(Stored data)

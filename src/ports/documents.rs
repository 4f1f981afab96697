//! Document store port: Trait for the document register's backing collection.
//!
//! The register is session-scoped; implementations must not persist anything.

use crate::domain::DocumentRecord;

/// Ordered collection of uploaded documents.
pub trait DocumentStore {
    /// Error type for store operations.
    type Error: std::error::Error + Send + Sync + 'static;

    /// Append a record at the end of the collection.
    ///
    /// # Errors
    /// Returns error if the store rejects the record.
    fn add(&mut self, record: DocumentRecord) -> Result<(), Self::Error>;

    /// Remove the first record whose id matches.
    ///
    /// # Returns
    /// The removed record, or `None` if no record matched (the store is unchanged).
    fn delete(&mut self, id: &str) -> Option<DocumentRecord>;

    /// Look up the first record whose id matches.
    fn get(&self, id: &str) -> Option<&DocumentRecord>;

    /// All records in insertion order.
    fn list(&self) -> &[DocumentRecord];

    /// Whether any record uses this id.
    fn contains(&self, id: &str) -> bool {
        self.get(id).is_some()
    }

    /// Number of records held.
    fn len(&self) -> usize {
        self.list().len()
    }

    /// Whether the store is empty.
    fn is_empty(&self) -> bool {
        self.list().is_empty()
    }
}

→ TASK GOAL: What you copy out must be exactly the lines from the line containing "self.list().len()" through the end of the records.

→ YOUR RESPONSE:
        self.list().len()
    }

    /// Whether the store is empty.
    fn is_empty(&self) -> bool {
        self.list().is_empty()
    }
}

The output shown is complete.